**Collected data:**

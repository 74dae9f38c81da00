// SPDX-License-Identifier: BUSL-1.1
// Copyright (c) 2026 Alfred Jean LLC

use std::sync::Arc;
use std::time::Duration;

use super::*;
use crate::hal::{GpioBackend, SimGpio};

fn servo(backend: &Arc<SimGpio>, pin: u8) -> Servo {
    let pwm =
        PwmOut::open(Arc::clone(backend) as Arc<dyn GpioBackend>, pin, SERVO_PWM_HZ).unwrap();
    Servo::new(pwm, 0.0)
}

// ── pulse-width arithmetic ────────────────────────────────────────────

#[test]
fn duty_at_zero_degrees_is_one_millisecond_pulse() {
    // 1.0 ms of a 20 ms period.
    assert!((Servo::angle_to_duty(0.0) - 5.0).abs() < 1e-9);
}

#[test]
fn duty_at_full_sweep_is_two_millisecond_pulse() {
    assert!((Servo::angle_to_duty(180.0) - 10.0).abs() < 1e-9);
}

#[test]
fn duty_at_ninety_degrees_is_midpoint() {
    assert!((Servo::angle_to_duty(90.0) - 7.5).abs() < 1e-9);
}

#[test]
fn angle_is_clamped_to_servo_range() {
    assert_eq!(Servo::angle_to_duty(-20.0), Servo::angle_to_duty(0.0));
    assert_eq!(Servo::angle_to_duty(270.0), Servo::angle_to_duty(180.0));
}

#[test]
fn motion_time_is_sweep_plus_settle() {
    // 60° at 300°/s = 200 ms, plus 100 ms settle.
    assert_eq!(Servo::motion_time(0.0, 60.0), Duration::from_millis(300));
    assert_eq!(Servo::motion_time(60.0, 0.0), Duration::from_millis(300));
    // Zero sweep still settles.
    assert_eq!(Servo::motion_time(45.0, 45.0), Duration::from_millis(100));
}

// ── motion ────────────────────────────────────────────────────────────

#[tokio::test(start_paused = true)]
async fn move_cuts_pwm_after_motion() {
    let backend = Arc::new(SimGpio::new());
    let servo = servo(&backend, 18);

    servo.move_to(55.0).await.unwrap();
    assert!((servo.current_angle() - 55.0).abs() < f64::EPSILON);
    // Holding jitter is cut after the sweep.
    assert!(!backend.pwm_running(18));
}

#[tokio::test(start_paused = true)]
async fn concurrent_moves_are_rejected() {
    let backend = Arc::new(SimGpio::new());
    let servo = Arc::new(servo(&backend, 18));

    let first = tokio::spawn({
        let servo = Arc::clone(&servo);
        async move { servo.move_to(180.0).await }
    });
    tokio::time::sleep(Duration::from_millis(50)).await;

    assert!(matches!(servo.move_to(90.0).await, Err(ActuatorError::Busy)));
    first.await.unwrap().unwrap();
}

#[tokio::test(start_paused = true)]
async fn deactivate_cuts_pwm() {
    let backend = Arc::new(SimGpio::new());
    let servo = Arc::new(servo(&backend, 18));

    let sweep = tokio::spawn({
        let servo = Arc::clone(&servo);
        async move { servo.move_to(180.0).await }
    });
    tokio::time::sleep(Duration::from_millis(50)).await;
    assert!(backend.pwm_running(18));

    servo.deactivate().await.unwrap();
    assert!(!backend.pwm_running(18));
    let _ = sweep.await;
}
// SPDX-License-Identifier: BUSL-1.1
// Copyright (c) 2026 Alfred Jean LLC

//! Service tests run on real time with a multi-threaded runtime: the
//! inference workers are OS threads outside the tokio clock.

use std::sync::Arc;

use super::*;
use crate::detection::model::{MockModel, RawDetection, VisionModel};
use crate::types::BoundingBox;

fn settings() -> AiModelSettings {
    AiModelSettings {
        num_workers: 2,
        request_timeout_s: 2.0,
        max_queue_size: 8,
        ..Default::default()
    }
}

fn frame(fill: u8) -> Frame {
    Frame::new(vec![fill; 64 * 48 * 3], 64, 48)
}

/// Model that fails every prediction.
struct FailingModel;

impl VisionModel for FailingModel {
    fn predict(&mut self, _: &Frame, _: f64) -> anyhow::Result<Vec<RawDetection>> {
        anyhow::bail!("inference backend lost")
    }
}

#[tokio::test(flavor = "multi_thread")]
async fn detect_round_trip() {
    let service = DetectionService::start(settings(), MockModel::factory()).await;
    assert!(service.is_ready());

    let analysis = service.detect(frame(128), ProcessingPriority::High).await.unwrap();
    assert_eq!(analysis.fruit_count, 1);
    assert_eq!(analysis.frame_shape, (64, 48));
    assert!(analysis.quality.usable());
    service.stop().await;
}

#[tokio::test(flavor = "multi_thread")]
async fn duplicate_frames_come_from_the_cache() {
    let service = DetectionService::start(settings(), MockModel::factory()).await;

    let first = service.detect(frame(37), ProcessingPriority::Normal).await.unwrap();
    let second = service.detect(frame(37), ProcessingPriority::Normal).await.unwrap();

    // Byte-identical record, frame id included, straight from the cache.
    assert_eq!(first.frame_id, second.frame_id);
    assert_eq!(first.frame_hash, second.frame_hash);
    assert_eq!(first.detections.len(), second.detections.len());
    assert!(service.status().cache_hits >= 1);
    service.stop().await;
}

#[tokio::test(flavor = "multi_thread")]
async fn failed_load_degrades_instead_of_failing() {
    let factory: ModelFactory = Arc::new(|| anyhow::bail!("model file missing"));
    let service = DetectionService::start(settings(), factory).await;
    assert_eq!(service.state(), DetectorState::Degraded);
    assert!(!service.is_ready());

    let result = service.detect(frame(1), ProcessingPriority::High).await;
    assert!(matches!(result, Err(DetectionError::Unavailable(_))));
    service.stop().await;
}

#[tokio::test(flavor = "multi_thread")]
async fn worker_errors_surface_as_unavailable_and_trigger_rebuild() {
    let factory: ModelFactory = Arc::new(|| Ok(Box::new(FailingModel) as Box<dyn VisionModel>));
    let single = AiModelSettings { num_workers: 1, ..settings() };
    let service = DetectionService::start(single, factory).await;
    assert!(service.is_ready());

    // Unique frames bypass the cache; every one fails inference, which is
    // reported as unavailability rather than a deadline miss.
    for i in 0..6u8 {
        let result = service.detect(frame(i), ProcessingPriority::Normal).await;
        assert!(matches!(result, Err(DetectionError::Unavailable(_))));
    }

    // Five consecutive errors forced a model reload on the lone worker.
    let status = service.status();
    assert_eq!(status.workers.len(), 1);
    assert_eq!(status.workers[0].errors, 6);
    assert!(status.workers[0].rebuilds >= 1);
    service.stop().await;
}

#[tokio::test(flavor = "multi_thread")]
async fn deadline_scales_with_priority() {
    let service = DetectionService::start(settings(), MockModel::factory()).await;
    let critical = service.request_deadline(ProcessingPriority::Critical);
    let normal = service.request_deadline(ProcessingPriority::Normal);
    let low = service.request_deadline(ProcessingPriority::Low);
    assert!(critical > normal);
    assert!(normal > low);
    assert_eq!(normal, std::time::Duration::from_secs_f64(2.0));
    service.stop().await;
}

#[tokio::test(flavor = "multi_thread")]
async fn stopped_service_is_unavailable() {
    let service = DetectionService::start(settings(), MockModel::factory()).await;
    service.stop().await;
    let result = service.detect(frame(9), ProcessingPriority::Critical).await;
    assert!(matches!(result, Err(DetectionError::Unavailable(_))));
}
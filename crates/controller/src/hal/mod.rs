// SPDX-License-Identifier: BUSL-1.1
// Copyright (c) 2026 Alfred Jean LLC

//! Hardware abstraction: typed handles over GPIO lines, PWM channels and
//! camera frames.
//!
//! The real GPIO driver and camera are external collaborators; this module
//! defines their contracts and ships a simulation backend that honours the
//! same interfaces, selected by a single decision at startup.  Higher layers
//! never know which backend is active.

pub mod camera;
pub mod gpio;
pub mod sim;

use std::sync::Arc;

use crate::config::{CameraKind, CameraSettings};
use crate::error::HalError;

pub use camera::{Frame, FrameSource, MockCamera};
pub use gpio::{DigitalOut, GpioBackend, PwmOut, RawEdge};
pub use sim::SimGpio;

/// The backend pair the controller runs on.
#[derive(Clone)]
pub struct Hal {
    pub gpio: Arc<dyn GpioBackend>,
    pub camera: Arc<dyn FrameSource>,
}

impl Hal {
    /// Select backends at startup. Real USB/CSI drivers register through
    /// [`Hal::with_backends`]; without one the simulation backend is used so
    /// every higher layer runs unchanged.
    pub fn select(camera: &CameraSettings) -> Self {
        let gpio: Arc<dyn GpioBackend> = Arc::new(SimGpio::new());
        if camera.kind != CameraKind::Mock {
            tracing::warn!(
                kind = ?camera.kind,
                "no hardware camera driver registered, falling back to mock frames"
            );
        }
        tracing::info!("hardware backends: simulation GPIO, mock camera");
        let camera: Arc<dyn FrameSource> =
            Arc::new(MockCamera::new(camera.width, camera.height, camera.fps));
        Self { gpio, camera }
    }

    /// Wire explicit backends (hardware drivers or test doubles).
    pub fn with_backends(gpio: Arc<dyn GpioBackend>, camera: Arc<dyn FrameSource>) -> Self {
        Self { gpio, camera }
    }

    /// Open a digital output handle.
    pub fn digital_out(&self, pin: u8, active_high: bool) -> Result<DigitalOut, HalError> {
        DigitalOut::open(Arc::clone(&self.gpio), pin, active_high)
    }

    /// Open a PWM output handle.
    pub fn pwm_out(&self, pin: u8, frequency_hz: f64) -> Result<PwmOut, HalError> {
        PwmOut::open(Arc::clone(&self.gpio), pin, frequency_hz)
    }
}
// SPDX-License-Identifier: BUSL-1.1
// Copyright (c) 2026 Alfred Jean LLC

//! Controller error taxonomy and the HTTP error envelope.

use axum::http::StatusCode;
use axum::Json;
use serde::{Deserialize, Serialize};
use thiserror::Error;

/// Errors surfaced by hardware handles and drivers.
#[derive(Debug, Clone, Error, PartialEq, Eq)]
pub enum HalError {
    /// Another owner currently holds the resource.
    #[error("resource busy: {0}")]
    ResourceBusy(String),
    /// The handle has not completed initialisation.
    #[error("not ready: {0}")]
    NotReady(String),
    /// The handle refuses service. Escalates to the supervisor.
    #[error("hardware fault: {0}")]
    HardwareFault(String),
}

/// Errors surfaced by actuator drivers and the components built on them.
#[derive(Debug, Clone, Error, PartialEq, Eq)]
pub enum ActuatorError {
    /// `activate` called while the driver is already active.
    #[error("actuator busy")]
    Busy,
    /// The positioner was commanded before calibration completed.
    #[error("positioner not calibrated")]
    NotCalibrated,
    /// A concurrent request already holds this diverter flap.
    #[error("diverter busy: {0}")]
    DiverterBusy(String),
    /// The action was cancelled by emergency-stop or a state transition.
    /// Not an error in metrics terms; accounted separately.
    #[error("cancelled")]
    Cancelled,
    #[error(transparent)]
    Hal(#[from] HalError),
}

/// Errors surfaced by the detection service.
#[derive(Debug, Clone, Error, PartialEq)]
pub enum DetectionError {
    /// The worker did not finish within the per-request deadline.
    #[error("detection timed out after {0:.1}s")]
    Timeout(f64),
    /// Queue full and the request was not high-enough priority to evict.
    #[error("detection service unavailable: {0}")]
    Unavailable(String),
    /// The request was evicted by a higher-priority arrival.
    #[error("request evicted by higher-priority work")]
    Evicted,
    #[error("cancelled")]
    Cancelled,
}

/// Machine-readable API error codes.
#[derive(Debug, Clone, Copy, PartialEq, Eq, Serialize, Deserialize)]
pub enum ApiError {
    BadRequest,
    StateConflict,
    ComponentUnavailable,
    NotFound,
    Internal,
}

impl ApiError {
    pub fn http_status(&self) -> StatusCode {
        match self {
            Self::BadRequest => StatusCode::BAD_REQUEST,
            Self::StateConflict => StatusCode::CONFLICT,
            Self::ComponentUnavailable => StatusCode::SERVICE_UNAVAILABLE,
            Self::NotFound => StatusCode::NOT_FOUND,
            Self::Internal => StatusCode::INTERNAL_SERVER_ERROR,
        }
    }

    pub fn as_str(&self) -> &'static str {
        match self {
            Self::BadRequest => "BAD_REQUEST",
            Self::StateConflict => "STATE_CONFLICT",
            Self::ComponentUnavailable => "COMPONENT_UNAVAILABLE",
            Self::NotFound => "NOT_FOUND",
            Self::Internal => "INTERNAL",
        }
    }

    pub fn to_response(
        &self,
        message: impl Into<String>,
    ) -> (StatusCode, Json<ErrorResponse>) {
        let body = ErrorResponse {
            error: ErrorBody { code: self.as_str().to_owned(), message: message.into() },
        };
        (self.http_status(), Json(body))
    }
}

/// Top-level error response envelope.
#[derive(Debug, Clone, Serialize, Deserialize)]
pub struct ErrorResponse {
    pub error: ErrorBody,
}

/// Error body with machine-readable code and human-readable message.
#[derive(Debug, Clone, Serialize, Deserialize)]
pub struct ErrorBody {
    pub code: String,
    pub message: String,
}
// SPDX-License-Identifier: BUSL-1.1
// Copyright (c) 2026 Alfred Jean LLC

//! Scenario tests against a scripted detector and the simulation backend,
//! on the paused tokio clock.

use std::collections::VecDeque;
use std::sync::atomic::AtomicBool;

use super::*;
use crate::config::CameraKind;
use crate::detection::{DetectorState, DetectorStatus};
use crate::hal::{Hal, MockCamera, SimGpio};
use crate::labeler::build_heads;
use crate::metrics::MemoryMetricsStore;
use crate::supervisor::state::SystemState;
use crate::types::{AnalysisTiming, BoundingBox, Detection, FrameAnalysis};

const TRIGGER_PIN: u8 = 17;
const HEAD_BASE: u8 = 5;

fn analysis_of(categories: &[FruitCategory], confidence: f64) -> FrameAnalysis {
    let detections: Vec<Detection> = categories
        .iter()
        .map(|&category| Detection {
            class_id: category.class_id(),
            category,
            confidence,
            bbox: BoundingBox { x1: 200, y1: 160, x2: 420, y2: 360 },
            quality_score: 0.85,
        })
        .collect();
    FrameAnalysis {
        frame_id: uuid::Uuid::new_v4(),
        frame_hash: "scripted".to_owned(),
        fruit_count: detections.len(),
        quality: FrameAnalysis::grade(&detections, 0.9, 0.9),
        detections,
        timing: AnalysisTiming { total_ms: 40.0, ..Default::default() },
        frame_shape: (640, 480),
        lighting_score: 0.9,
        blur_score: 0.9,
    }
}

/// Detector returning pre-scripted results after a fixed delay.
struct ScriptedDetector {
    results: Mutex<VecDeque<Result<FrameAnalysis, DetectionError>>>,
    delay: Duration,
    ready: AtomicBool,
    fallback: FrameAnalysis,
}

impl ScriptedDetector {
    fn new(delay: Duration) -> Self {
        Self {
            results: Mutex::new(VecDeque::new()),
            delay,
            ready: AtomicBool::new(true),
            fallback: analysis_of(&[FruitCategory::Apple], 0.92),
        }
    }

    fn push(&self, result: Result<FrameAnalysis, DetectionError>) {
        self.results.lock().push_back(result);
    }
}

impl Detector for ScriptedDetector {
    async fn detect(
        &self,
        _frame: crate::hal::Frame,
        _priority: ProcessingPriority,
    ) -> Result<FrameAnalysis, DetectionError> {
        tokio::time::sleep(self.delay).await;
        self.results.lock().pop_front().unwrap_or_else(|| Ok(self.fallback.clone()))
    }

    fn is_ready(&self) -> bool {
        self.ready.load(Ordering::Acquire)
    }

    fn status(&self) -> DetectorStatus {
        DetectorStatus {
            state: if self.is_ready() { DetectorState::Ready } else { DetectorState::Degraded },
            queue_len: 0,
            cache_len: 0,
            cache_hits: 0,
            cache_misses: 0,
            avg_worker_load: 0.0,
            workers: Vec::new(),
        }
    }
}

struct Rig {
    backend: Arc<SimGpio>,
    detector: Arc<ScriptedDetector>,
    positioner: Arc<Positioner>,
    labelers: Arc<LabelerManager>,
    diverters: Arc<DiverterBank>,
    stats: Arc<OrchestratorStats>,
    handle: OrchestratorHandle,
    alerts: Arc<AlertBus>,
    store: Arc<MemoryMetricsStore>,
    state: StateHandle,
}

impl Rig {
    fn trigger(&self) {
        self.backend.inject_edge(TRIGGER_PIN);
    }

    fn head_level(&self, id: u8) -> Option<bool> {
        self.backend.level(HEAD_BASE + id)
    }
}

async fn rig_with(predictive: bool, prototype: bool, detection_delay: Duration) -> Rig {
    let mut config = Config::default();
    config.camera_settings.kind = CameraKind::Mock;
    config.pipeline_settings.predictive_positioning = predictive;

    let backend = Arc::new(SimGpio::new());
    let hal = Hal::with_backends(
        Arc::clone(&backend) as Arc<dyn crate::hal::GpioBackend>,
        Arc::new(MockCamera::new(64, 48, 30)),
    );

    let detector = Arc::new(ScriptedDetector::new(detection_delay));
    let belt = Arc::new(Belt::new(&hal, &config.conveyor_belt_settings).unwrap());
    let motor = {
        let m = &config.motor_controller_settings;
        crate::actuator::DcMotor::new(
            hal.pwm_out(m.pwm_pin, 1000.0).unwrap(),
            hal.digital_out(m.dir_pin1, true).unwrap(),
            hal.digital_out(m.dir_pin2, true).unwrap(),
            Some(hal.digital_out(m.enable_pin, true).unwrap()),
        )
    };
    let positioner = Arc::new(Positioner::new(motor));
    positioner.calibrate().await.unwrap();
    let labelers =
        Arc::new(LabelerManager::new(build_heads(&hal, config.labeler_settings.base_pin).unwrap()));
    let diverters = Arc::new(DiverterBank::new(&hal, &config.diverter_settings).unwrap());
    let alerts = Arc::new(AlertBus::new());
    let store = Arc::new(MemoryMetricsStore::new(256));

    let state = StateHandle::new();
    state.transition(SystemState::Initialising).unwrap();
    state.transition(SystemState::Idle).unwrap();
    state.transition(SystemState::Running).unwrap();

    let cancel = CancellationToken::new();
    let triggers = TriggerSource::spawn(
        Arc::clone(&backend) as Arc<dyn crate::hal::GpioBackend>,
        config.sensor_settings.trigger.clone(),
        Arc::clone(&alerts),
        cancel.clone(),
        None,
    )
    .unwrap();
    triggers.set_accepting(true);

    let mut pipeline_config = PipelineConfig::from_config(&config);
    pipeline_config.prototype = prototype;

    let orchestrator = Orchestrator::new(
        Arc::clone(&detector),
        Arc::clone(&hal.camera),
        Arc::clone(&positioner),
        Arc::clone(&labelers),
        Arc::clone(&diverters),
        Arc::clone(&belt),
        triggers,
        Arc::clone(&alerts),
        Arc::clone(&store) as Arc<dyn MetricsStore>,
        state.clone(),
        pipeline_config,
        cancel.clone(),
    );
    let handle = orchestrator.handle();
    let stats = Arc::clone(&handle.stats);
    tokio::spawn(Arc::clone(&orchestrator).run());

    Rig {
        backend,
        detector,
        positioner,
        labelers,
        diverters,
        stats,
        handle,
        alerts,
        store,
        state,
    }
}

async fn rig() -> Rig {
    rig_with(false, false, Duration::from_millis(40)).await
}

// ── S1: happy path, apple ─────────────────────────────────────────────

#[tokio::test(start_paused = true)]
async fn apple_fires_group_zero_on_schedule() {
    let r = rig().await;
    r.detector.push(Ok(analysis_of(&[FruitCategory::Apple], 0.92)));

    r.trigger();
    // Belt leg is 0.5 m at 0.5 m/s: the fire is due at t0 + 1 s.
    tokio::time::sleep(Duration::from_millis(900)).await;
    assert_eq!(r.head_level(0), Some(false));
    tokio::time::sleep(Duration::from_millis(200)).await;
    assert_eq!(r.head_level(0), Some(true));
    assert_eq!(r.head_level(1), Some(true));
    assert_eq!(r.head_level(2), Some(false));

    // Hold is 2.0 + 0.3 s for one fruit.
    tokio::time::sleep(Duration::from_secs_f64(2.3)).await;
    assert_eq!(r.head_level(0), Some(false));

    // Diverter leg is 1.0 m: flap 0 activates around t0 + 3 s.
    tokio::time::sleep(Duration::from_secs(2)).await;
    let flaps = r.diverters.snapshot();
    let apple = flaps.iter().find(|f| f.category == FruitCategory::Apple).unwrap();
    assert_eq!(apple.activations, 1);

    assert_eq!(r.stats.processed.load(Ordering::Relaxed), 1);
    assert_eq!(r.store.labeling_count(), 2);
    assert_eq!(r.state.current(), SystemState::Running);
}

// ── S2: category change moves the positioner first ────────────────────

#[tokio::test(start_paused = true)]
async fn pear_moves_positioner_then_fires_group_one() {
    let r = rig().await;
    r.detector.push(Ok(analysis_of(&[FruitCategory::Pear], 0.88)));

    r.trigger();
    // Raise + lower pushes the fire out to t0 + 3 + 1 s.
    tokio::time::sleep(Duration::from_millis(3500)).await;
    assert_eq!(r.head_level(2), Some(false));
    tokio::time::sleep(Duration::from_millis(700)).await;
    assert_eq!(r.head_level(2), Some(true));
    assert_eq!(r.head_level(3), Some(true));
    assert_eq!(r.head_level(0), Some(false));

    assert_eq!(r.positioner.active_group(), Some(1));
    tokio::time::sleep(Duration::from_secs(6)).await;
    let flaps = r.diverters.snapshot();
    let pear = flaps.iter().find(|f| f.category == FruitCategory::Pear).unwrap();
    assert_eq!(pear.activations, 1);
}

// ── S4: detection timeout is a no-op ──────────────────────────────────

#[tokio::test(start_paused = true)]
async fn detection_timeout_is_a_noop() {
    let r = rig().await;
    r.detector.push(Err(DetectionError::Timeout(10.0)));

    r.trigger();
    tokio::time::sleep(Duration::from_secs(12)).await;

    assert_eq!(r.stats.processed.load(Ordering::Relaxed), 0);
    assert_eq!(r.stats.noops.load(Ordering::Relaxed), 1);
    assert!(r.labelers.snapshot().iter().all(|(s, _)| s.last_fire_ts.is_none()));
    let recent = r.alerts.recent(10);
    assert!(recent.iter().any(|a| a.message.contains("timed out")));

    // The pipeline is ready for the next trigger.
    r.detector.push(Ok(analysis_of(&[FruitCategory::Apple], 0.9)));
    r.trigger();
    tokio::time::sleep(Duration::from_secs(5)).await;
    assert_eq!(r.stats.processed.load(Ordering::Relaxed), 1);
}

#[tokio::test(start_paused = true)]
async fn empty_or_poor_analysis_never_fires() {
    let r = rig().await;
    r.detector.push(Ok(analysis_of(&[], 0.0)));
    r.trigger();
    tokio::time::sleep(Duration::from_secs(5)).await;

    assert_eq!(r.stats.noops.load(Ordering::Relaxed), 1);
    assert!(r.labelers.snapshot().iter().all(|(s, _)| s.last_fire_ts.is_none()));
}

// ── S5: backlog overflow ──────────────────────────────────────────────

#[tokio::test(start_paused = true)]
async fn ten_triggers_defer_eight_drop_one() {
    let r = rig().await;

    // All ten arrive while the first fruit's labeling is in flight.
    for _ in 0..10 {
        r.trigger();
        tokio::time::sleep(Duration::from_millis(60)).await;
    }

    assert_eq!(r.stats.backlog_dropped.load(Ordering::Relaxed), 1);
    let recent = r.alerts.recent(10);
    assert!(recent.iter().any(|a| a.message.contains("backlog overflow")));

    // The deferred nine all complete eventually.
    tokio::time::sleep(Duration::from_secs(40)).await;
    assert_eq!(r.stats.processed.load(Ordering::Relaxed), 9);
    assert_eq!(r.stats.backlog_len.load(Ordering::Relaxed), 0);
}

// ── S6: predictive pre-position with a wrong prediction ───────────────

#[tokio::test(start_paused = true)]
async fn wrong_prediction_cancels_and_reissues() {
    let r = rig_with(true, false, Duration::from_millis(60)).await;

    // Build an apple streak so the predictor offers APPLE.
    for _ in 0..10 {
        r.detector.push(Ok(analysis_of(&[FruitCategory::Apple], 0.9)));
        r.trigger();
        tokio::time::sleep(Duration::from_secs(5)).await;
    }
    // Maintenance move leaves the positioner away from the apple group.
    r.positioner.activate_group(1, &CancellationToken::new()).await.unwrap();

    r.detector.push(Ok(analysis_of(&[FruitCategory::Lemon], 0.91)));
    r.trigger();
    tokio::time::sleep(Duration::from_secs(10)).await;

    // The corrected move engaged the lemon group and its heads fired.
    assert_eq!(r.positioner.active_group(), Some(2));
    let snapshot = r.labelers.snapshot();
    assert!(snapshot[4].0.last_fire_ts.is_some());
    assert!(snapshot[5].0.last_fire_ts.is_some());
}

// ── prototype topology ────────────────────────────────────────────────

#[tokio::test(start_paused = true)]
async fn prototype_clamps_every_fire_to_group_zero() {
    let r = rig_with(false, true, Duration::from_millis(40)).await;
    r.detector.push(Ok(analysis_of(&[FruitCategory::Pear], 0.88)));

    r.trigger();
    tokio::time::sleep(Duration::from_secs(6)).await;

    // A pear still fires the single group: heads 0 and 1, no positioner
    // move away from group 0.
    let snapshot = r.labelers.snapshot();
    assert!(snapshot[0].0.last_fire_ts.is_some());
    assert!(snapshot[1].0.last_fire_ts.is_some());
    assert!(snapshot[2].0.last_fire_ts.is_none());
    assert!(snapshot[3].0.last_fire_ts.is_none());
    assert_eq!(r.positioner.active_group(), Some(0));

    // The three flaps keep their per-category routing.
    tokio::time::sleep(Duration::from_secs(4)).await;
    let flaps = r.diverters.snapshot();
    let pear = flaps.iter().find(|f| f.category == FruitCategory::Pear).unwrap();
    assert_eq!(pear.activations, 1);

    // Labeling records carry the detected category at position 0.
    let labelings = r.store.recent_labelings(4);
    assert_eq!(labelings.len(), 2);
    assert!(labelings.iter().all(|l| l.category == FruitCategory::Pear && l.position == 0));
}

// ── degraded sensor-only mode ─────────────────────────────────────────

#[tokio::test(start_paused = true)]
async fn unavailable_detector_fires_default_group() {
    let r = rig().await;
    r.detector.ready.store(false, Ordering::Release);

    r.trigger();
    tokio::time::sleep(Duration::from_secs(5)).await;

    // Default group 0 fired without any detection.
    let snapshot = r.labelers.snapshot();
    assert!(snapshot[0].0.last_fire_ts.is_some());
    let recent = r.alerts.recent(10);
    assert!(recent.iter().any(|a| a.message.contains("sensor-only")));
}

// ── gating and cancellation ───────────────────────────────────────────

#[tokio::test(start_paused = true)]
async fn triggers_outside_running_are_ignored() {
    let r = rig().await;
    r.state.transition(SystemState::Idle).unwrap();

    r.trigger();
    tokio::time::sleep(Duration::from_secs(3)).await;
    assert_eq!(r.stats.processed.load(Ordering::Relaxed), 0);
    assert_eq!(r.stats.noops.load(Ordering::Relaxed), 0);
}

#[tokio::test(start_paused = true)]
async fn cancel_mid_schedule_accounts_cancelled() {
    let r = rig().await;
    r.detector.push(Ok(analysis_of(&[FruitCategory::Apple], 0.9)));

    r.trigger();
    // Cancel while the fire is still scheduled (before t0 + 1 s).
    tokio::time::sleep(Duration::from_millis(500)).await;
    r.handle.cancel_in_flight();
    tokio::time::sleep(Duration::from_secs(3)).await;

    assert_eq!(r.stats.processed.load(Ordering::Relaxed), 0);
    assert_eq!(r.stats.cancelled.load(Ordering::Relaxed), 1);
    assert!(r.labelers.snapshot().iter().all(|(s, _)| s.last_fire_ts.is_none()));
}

**Activity:** Copy out all the lines of the records that include "VecDeque".

**Response to the task:**
use std::collections::VecDeque;
    results: Mutex<VecDeque<Result<FrameAnalysis, DetectionError>>>,
            results: Mutex::new(VecDeque::new()),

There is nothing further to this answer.